The technology involved is usually fairly simple. Some telephone handsets and base stations come with digital answering already built in, in which case all a user needs to do is set it up. The devices can often be bought independently, too. In these instances, the machine must be plugged in to both a power source and the phone line, either directly or through a jack on the base station of the phone itself.
A digital chip is imbedded into the device and is where the messages are stored. Many of the first answering machines recorded messages onto tape, which could then be rewound, re-played, and recorded over time and time again. The digital system removes the need for tape, and generally provides a more reliable message storage service. It’s usually a lot harder to fill up these sorts of mailboxes, though it is possible. In these instances the problem isn’t running out of tape, it’s running out of memory. People who have this issue frequently often look for models with more memory, or they look for ways of upgrading the chip capacity they already have.
How It’s Used
People can use digital answering machines both at home and in office or business settings. In either case, the user can usually record a custom outgoing greeting that callers will hear before they can leave a message or the answering system will provide a number of standardized greeting choices. Systems for home use often come with a number of handsets with smaller base stations that can be used around the house.
Many units have the capacity to create different mailboxes for different users. For instance, a caller might be instructed to press one to leave a message for Jim or press two to leave a message for Jessica. This type of answering system can be beneficial for large families where members each receive many messages, or for small businesses with only a handful of employees. Some may only be used with one telephone line, but others are able to accept incoming calls from two or more individual lines.
In the office, the answering system is often called "voice mail" and will likely encompass the entire office. Employees typically each have their own digital mailbox that is most commonly accessed with an extension number branched off of the company’s main phone number. Employees are often instructed to record their own greetings and to regularly check the messages from their individual phones — sometimes by dialing their own extensions or by listening at the base station.

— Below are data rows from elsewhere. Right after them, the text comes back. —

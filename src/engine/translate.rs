// Copyright 2026 The Tutorline Project
// SPDX-License-Identifier: Apache-2.0

use axum::http::StatusCode;

use crate::stream::Notice;

/// Map a non-success upstream status to the notice shown to the user.
///
/// Only called once the status is known to be a failure, before any frame of
/// the upstream body is parsed.
pub fn notice_for_status(status: StatusCode) -> Notice {
    match status {
        StatusCode::UNAUTHORIZED => Notice::AuthenticationFailed,
        StatusCode::TOO_MANY_REQUESTS => Notice::RateLimited,
        StatusCode::INTERNAL_SERVER_ERROR => Notice::ServerError,
        _ => Notice::ServiceUnavailable,
    }
}
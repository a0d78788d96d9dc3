// Copyright 2026 The Tutorline Project
// SPDX-License-Identifier: Apache-2.0

// Search result cache.
//
// Repeated questions within the TTL reuse the previous search results
// instead of spending another search API call.

use super::SearchResult;
use chrono::{DateTime, Utc};
use dashmap::DashMap;
use std::time::Duration;

// ---------------------------------------------------------------------------
// SourceCache trait
// ---------------------------------------------------------------------------

/// Trait for cached search results keyed by question.
///
/// Implementations must be thread-safe (Send + Sync).
pub trait SourceCache: Send + Sync {
    /// Cached results for `question`. Returns None if absent or expired.
    fn get(&self, question: &str) -> Option<Vec<SearchResult>>;

    fn insert(&self, question: &str, results: Vec<SearchResult>);

    /// Remove entries older than the TTL.
    fn purge_expired(&self);

    fn clear(&self);
}

/// Normalized cache key: trimmed and lower-cased.
pub fn cache_key(question: &str) -> String {
    question.trim().to_lowercase()
}

// ---------------------------------------------------------------------------
// InMemorySourceCache
// ---------------------------------------------------------------------------

#[derive(Debug, Clone)]
struct CacheEntry {
    results: Vec<SearchResult>,
    inserted_at: DateTime<Utc>,
}

/// In-memory cache backed by `DashMap` for concurrent access.
pub struct InMemorySourceCache {
    entries: DashMap<String, CacheEntry>,
    ttl: Duration,
}

impl InMemorySourceCache {
    pub fn new(ttl: Duration) -> Self {
        Self {
            entries: DashMap::new(),
            ttl,
        }
    }

    pub fn len(&self) -> usize {
        self.entries.len()
    }

    pub fn is_empty(&self) -> bool {
        self.entries.is_empty()
    }

    fn is_expired(&self, entry: &CacheEntry, now: DateTime<Utc>) -> bool {
        let age = now
            .signed_duration_since(entry.inserted_at)
            .to_std()
            .unwrap_or(Duration::ZERO);
        age > self.ttl
    }
}

impl SourceCache for InMemorySourceCache {
    fn get(&self, question: &str) -> Option<Vec<SearchResult>> {
        let key = cache_key(question);
        let entry = self.entries.get(&key)?;

        if self.is_expired(entry.value(), Utc::now()) {
            drop(entry); // release the read lock before removing
            self.entries.remove(&key);
            return None;
        }

        Some(entry.results.clone())
    }

    fn insert(&self, question: &str, results: Vec<SearchResult>) {
        self.entries.insert(
            cache_key(question),
            CacheEntry {
                results,
                inserted_at: Utc::now(),
            },
        );
    }

    fn purge_expired(&self) {
        let now = Utc::now();
        self.entries.retain(|_, entry| !self.is_expired(entry, now));
    }

    fn clear(&self) {
        self.entries.clear();
    }
}
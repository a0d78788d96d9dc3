// Copyright 2026 The Tutorline Project
// SPDX-License-Identifier: Apache-2.0

// Reasoning filter
//
// Two-state machine that removes everything between the reasoning start
// and end tags, including the tags. Tags may straddle any number of delta
// boundaries: the carry-over keeps the longest suffix that could still grow
// into the tag being searched for, which is never longer than the tag
// minus one byte.

use super::types::ReasoningTags;

#[derive(Debug, Clone, Copy, PartialEq, Eq)]
pub enum FilterState {
    /// Visible text; searching for the start tag.
    Outside,
    /// Reasoning text; searching for the end tag.
    Inside,
}

/// Result of closing the filter at end of stream.
#[derive(Debug, Clone, PartialEq, Eq)]
pub struct FilterFlush {
    /// Held-back visible text that turned out not to be a tag.
    pub text: String,
    /// The stream ended inside a reasoning span.
    pub unterminated: bool,
}

#[derive(Debug, Clone)]
pub struct ReasoningFilter {
    tags: ReasoningTags,
    state: FilterState,
    carry: String,
}

impl ReasoningFilter {
    pub fn new(tags: ReasoningTags) -> Self {
        Self {
            tags,
            state: FilterState::Outside,
            carry: String::new(),
        }
    }

    pub fn state(&self) -> FilterState {
        self.state
    }

    /// Bytes currently held back awaiting the next delta.
    pub fn carry_len(&self) -> usize {
        self.carry.len()
    }

    /// Feed one delta; returns the text that is safe to show now.
    pub fn push(&mut self, delta: &str) -> String {
        let mut working = std::mem::take(&mut self.carry);
        working.push_str(delta);

        let mut visible = String::new();
        let mut rest = working.as_str();

        loop {
            match self.state {
                FilterState::Outside => {
                    let start = self.tags.start();
                    match rest.find(start) {
                        Some(i) => {
                            visible.push_str(&rest[..i]);
                            rest = &rest[i + start.len()..];
                            self.state = FilterState::Inside;
                        }
                        None => {
                            let keep = rest.len() - partial_tag_suffix(rest, start);
                            visible.push_str(&rest[..keep]);
                            self.carry = rest[keep..].to_string();
                            break;
                        }
                    }
                }
                FilterState::Inside => {
                    let end = self.tags.end();
                    match rest.find(end) {
                        Some(j) => {
                            rest = &rest[j + end.len()..];
                            self.state = FilterState::Outside;
                        }
                        None => {
                            let keep = rest.len() - partial_tag_suffix(rest, end);
                            self.carry = rest[keep..].to_string();
                            break;
                        }
                    }
                }
            }
        }

        visible
    }

    /// Close the filter. Held-back text outside a span is released; anything
    /// inside an unterminated span is dropped.
    pub fn finish(&mut self) -> FilterFlush {
        let carry = std::mem::take(&mut self.carry);
        match self.state {
            FilterState::Outside => FilterFlush {
                text: carry,
                unterminated: false,
            },
            FilterState::Inside => FilterFlush {
                text: String::new(),
                unterminated: true,
            },
        }
    }
}

/// Length of the longest suffix of `text` that is a proper prefix of `tag`.
fn partial_tag_suffix(text: &str, tag: &str) -> usize {
    let longest = text.len().min(tag.len().saturating_sub(1));
    (1..=longest)
        .rev()
        .find(|&k| tag.is_char_boundary(k) && text.ends_with(&tag[..k]))
        .unwrap_or(0)
}

#[cfg(test)]
mod tests {
    use super::*;

    fn filter() -> ReasoningFilter {
        ReasoningFilter::new(ReasoningTags::default())
    }

    fn run(deltas: &[&str]) -> String {
        let mut f = filter();
        let mut out: String = deltas.iter().map(|d| f.push(d)).collect();
        out.push_str(&f.finish().text);
        out
    }

    #[test]
    fn plain_text_passes_through_immediately() {
        let mut f = filter();
        assert_eq!(f.push("Hello"), "Hello");
        assert_eq!(f.push(" world"), " world");
        assert_eq!(f.carry_len(), 0);
    }

    #[test]
    fn span_in_one_delta_is_removed() {
        assert_eq!(run(&["a<think>hidden</think>b"]), "ab");
    }

    #[test]
    fn tags_split_across_deltas() {
        let mut f = filter();
        assert_eq!(f.push("<thi"), "");
        assert_eq!(f.push("nk>secret</th"), "");
        assert_eq!(f.state(), FilterState::Inside);
        assert_eq!(f.push("ink>visible"), "visible");
        assert_eq!(f.state(), FilterState::Outside);
    }

    #[test]
    fn start_tag_split_at_every_position() {
        let text = "before<think>reasoning</think>after";
        for cut in 1..text.len() {
            let out = run(&[&text[..cut], &text[cut..]]);
            assert_eq!(out, "beforeafter", "cut at {cut}");
        }
    }

    #[test]
    fn every_three_way_split_gives_same_output() {
        let text = "x<think>a</think>y<think>b</think>z";
        for i in 1..text.len() {
            for j in i..text.len() {
                let out = run(&[&text[..i], &text[i..j], &text[j..]]);
                assert_eq!(out, "xyz", "cuts at {i},{j}");
            }
        }
    }

    #[test]
    fn byte_by_byte_never_leaks_tag_text() {
        let text = "Intro <think>hidden plan</think>Answer";
        let mut f = filter();
        let mut out = String::new();
        for ch in text.chars() {
            let piece = f.push(&ch.to_string());
            assert!(!piece.contains('<'), "leaked {piece:?}");
            out.push_str(&piece);
        }
        out.push_str(&f.finish().text);
        assert_eq!(out, "Intro Answer");
    }

    #[test]
    fn multiple_spans_in_one_delta() {
        assert_eq!(run(&["1<think>a</think>2<think>b</think>3"]), "123");
    }

    #[test]
    fn unterminated_span_is_dropped_silently() {
        let mut f = filter();
        assert_eq!(f.push("<think>unfinished"), "");
        let flush = f.finish();
        assert_eq!(flush.text, "");
        assert!(flush.unterminated);
    }

    #[test]
    fn partial_start_at_end_of_stream_is_released() {
        let mut f = filter();
        assert_eq!(f.push("a <thi"), "a ");
        let flush = f.finish();
        assert_eq!(flush.text, "<thi");
        assert!(!flush.unterminated);
    }

    #[test]
    fn lookalike_prefix_is_released_once_disproved() {
        let mut f = filter();
        assert_eq!(f.push("x <th"), "x ");
        assert_eq!(f.push("ree"), "<three");
    }

    #[test]
    fn carry_never_exceeds_tag_minus_one() {
        let mut f = filter();
        f.push("<think");
        assert_eq!(f.carry_len(), "<think>".len() - 1);
        f.push("><think>"); // start matched; now inside, carry holds nothing useful
        f.push("</think");
        assert_eq!(f.carry_len(), "</think>".len() - 1);
    }

    #[test]
    fn stray_end_tag_outside_span_is_plain_text() {
        assert_eq!(run(&["a</think>b"]), "a</think>b");
    }

    #[test]
    fn multibyte_text_next_to_tags() {
        assert_eq!(run(&["\u{e9}t\u{e9}<thi", "nk>\u{1f914}</think>\u{2713}"]), "\u{e9}t\u{e9}\u{2713}");
    }

    #[test]
    fn custom_tags() {
        let tags = ReasoningTags::new("[[r]]", "[[/r]]").unwrap();
        let mut f = ReasoningFilter::new(tags);
        let mut out = f.push("ok [[r");
        out.push_str(&f.push("]]no[[/r]] fine"));
        out.push_str(&f.finish().text);
        assert_eq!(out, "ok  fine");
    }

    #[test]
    fn partial_suffix_helper() {
        assert_eq!(partial_tag_suffix("abc<", "<think>"), 1);
        assert_eq!(partial_tag_suffix("abc<think", "<think>"), 6);
        assert_eq!(partial_tag_suffix("abc", "<think>"), 0);
        assert_eq!(partial_tag_suffix("", "<think>"), 0);
        assert_eq!(partial_tag_suffix("<", "<"), 0);
    }
}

Digital answering machines typically indicate new messages with a beeping sound, a flashing light, or an illuminated number that shows how many messages are waiting. The easiest way to hear them is to push the button labeled “play” on the device, but this isn’t usually the only option. Many answering systems can be accessed remotely simply by calling one's own phone number and entering a pre-set code. The system will then play the messages over the phone while keeping them stored on the machine for later access. Depending on how the system was set up, users may also be able to view and screen waiting messages from a dedicated website.

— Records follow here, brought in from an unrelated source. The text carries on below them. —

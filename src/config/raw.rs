// Copyright 2026 The Tutorline Project
// SPDX-License-Identifier: Apache-2.0

// Raw YAML shapes. Every field is optional here; defaults, interpolation and
// validation happen in the loader when these become the public types.

use serde::Deserialize;

#[derive(Debug, Deserialize)]
#[serde(deny_unknown_fields)]
pub struct RawConfig {
    pub tutorline: String,
    pub upstream: RawUpstream,
    pub stream: Option<RawStream>,
    pub search: Option<RawSearch>,
    pub sources: Option<RawSources>,
    pub environment: Option<String>,
}

#[derive(Debug, Deserialize)]
#[serde(deny_unknown_fields)]
pub struct RawUpstream {
    pub base_url: Option<String>,
    pub api_key: String,
    pub model: Option<String>,
    pub observability: Option<RawObservability>,
    pub generation: Option<RawGeneration>,
}

#[derive(Debug, Deserialize)]
#[serde(deny_unknown_fields)]
pub struct RawObservability {
    pub base_url: String,
    pub api_key: String,
}

#[derive(Debug, Deserialize)]
#[serde(deny_unknown_fields)]
pub struct RawGeneration {
    pub temperature: Option<f32>,
    pub max_tokens: Option<u32>,
    pub top_p: Option<f32>,
    pub repetition_penalty: Option<f32>,
}

#[derive(Debug, Deserialize)]
#[serde(deny_unknown_fields)]
pub struct RawStream {
    pub reasoning: Option<RawReasoning>,
    pub leading_newline_window: Option<usize>,
    pub max_duration_secs: Option<u64>,
}

#[derive(Debug, Deserialize)]
#[serde(deny_unknown_fields)]
pub struct RawReasoning {
    pub start: Option<String>,
    pub end: Option<String>,
}

#[derive(Debug, Deserialize)]
#[serde(deny_unknown_fields)]
pub struct RawSearch {
    pub engine: Option<String>,
    pub api_key: String,
    pub base_url: Option<String>,
    pub excluded_sites: Option<Vec<String>>,
    pub result_count: Option<usize>,
    pub max_retries: Option<u32>,
    pub cache_ttl_secs: Option<u64>,
}

#[derive(Debug, Deserialize)]
#[serde(deny_unknown_fields)]
pub struct RawSources {
    pub max_sources: Option<usize>,
    pub fetch_timeout_ms: Option<u64>,
    pub max_content_chars: Option<usize>,
    pub max_retries: Option<u32>,
}
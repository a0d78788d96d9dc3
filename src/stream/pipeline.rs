// Copyright 2026 The Tutorline Project
// SPDX-License-Identifier: Apache-2.0

// Synchronous per-response pipeline:
// bytes -> reframer -> leading-newline suppressor -> reasoning filter -> emitter

use bytes::Bytes;

use super::emitter::encode_text_event;
use super::filter::ReasoningFilter;
use super::newline::LeadingNewlineSuppressor;
use super::reframer::SseFrameParser;
use super::types::{FramePayload, PipelineSettings};

/// All mutable state for one response. Constructed per request, never shared.
#[derive(Debug)]
pub struct Pipeline {
    parser: SseFrameParser,
    suppressor: LeadingNewlineSuppressor,
    filter: ReasoningFilter,
    done: bool,
    frames_emitted: usize,
    malformed_frames: usize,
}

impl Pipeline {
    pub fn new(settings: &PipelineSettings) -> Self {
        Self {
            parser: SseFrameParser::new(),
            suppressor: LeadingNewlineSuppressor::new(settings.leading_newline_window),
            filter: ReasoningFilter::new(settings.tags.clone()),
            done: false,
            frames_emitted: 0,
            malformed_frames: 0,
        }
    }

    /// Process one upstream body chunk and return the outbound frames it
    /// produced. Once `[DONE]` has been seen, further input is ignored.
    pub fn push_chunk(&mut self, chunk: &[u8]) -> Vec<Bytes> {
        if self.done {
            return Vec::new();
        }

        let mut out = Vec::new();
        for frame in self.parser.feed(chunk) {
            match frame.classify() {
                FramePayload::Done => {
                    self.done = true;
                    if self.parser.has_partial_frame() {
                        tracing::debug!("discarding buffered data after [DONE]");
                    }
                    self.parser.discard();
                    break;
                }
                FramePayload::Malformed(reason) => {
                    self.malformed_frames += 1;
                    tracing::warn!(
                        reason = %reason,
                        payload_len = frame.raw_payload.len(),
                        "skipping malformed upstream frame"
                    );
                }
                FramePayload::Delta(delta) => {
                    if !self.suppressor.admit(&delta) {
                        continue;
                    }
                    let visible = self.filter.push(&delta);
                    if let Some(bytes) = encode_text_event(&visible) {
                        self.frames_emitted += 1;
                        out.push(bytes);
                    }
                }
            }
        }
        out
    }

    /// End of stream (after `[DONE]` or upstream EOF). Releases held-back
    /// visible text; an unterminated reasoning span is dropped.
    pub fn finish(&mut self) -> Vec<Bytes> {
        self.done = true;
        if self.parser.has_partial_frame() {
            tracing::debug!("discarding incomplete trailing upstream frame");
        }
        self.parser.discard();

        let flush = self.filter.finish();
        if flush.unterminated {
            tracing::debug!("stream ended inside a reasoning span; remainder discarded");
        }

        match encode_text_event(&flush.text) {
            Some(bytes) => {
                self.frames_emitted += 1;
                vec![bytes]
            }
            None => Vec::new(),
        }
    }

    pub fn is_done(&self) -> bool {
        self.done
    }

    pub fn frames_emitted(&self) -> usize {
        self.frames_emitted
    }

    pub fn malformed_frames(&self) -> usize {
        self.malformed_frames
    }
}
// Copyright 2026 The Tutorline Project
// SPDX-License-Identifier: Apache-2.0

pub mod config;
pub mod engine;
pub mod message;
pub mod proxy;
pub mod sources;
pub mod stream;
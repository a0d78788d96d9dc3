// Copyright 2026 The Tutorline Project
// SPDX-License-Identifier: Apache-2.0

use std::fmt;
use std::time::Duration;

use serde::Serialize;

use crate::stream::{PipelineSettings, ReasoningTags};

// ---------------------------------------------------------------------------
// Top-level config
// ---------------------------------------------------------------------------

/// Parsed and validated tutorline config.
#[derive(Debug)]
pub struct Config {
    pub upstream: UpstreamConfig,
    pub stream: StreamConfig,
    /// Absent when no search provider is configured; the source endpoints
    /// then answer with a 500.
    pub search: Option<SearchConfig>,
    pub sources: SourcesConfig,
    /// Environment label (e.g. "development", "production").
    pub environment: String,
    /// SHA256 of the raw YAML: "sha256:{hex}". Logged so operators can tell
    /// which config a running instance was started with.
    pub config_hash: String,
}

// ---------------------------------------------------------------------------
// Secrets
// ---------------------------------------------------------------------------

/// An API key. `Debug` never prints the value.
#[derive(Clone, PartialEq, Eq)]
pub struct ApiKey(String);

impl ApiKey {
    pub fn new(value: impl Into<String>) -> Self {
        Self(value.into())
    }

    pub fn expose(&self) -> &str {
        &self.0
    }
}

impl fmt::Debug for ApiKey {
    fn fmt(&self, f: &mut fmt::Formatter<'_>) -> fmt::Result {
        f.write_str("ApiKey(***)")
    }
}

// ---------------------------------------------------------------------------
// Upstream LLM provider
// ---------------------------------------------------------------------------

#[derive(Debug)]
pub struct UpstreamConfig {
    pub base_url: String,
    pub api_key: ApiKey,
    pub model: String,
    pub observability: Option<ObservabilityConfig>,
    pub generation: GenerationParams,
}

impl UpstreamConfig {
    /// Base URL requests are actually sent to. The observability gateway,
    /// when configured, sits in front of the provider.
    pub fn effective_base_url(&self) -> &str {
        match &self.observability {
            Some(obs) => &obs.base_url,
            None => &self.base_url,
        }
    }
}

/// Logging gateway placed in front of the provider (Helicone-style).
#[derive(Debug)]
pub struct ObservabilityConfig {
    pub base_url: String,
    pub api_key: ApiKey,
}

/// Sampling parameters forwarded verbatim in every completion request.
#[derive(Debug, Clone, Copy, PartialEq, Serialize)]
pub struct GenerationParams {
    pub temperature: f32,
    pub max_tokens: u32,
    pub top_p: f32,
    pub repetition_penalty: f32,
}

// ---------------------------------------------------------------------------
// Streaming
// ---------------------------------------------------------------------------

#[derive(Debug, Clone)]
pub struct StreamConfig {
    pub reasoning: ReasoningTags,
    pub leading_newline_window: usize,
    /// Bound on one whole chat request: connect, error body and stream.
    pub max_duration: Duration,
}

impl StreamConfig {
    pub fn pipeline_settings(&self) -> PipelineSettings {
        PipelineSettings {
            tags: self.reasoning.clone(),
            leading_newline_window: self.leading_newline_window,
        }
    }
}

// ---------------------------------------------------------------------------
// Search and source extraction
// ---------------------------------------------------------------------------

#[derive(Debug, Clone, Copy, PartialEq, Eq)]
pub enum SearchEngine {
    Serper,
    Bing,
}

#[derive(Debug)]
pub struct SearchConfig {
    pub engine: SearchEngine,
    pub api_key: ApiKey,
    /// Endpoint URL, already defaulted per engine.
    pub base_url: String,
    pub excluded_sites: Vec<String>,
    pub result_count: usize,
    pub max_retries: u32,
    pub cache_ttl: Duration,
}

#[derive(Debug, Clone)]
pub struct SourcesConfig {
    pub max_sources: usize,
    pub fetch_timeout: Duration,
    pub max_content_chars: usize,
    pub max_retries: u32,
}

Distinguishing Cellular Voicemail
There can be some confusion between digital answering systems and programs known as “digital voicemail,” which are common with many mobile and cellular phone carriers. Mobile phones frequently come with the option of voicemail services, but these aren’t usually true digital systems because they aren’t independent pieces of technology. Rather, they are facets of the basic phone service. These sorts of messages are usually stored either in the cloud or with the service provider, and aren’t generally as permanent.